**** Raw data

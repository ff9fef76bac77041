//! Criterion benchmarks for relevance scoring and ranking
//!
//! These benchmarks measure:
//! - Single scorer calls for matching and non-matching text
//! - A full ranking pass over complaints plus the built-in directory

use criterion::{black_box, criterion_group, criterion_main, BenchmarkId, Criterion, Throughput};
use grievance_search::catalog::Catalog;
use grievance_search::models::{ComplaintPriority, ComplaintRecord};
use grievance_search::search::{rank, score, SearchableRecord, DEFAULT_MAX_RESULTS};

fn create_complaints(count: usize) -> Vec<ComplaintRecord> {
    let titles = [
        "Street light broken",
        "Water pipeline leakage",
        "Garbage not collected",
        "Pothole on main road",
        "Power cut every evening",
    ];
    (0..count)
        .map(|i| {
            ComplaintRecord::new(
                format!("{} #{}", titles[i % titles.len()], i),
                "reported by residents of ward 12 near the park",
                "Infrastructure",
                "Public Works",
                ComplaintPriority::Medium,
            )
            .with_id(format!("c-{}", i))
        })
        .collect()
}

/// Benchmark scorer calls
fn bench_score(c: &mut Criterion) {
    let text = "Street light broken near park Infrastructure Public Works pending medium";

    c.bench_function("score_match", |b| {
        b.iter(|| score(black_box(text), black_box("street light")));
    });

    c.bench_function("score_no_match", |b| {
        b.iter(|| score(black_box(text), black_box("ambulance")));
    });
}

/// Benchmark ranking across all sources
fn bench_rank(c: &mut Criterion) {
    let catalog = Catalog::builtin();
    let mut group = c.benchmark_group("rank");

    for size in [100usize, 1_000, 5_000] {
        let complaints = create_complaints(size);
        group.throughput(Throughput::Elements(size as u64));
        group.bench_with_input(BenchmarkId::from_parameter(size), &complaints, |b, complaints| {
            b.iter(|| {
                let candidates = complaints
                    .iter()
                    .map(SearchableRecord::Complaint)
                    .chain(catalog.departments.iter().map(SearchableRecord::Department))
                    .chain(catalog.services.iter().map(SearchableRecord::Service));
                rank(black_box("water leak"), candidates, DEFAULT_MAX_RESULTS)
            });
        });
    }

    group.finish();
}

criterion_group!(benches, bench_score, bench_rank);
criterion_main!(benches);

********

> _Instructions to follow_
Each line from the first line of the entries up to and including the line containing "for size in" should be transcribed exactly, with all other lines left out.

> _Task result_
repository ff9fef76bac77041
//! Criterion benchmarks for relevance scoring and ranking
//!
//! These benchmarks measure:
//! - Single scorer calls for matching and non-matching text
//! - A full ranking pass over complaints plus the built-in directory

use criterion::{black_box, criterion_group, criterion_main, BenchmarkId, Criterion, Throughput};
use grievance_search::catalog::Catalog;
use grievance_search::models::{ComplaintPriority, ComplaintRecord};
use grievance_search::search::{rank, score, SearchableRecord, DEFAULT_MAX_RESULTS};

fn create_complaints(count: usize) -> Vec<ComplaintRecord> {
    let titles = [
        "Street light broken",
        "Water pipeline leakage",
        "Garbage not collected",
        "Pothole on main road",
        "Power cut every evening",
    ];
    (0..count)
        .map(|i| {
            ComplaintRecord::new(
                format!("{} #{}", titles[i % titles.len()], i),
                "reported by residents of ward 12 near the park",
                "Infrastructure",
                "Public Works",
                ComplaintPriority::Medium,
            )
            .with_id(format!("c-{}", i))
        })
        .collect()
}

/// Benchmark scorer calls
fn bench_score(c: &mut Criterion) {
    let text = "Street light broken near park Infrastructure Public Works pending medium";

    c.bench_function("score_match", |b| {
        b.iter(|| score(black_box(text), black_box("street light")));
    });

    c.bench_function("score_no_match", |b| {
        b.iter(|| score(black_box(text), black_box("ambulance")));
    });
}

/// Benchmark ranking across all sources
fn bench_rank(c: &mut Criterion) {
    let catalog = Catalog::builtin();
    let mut group = c.benchmark_group("rank");

    for size in [100usize, 1_000, 5_000] {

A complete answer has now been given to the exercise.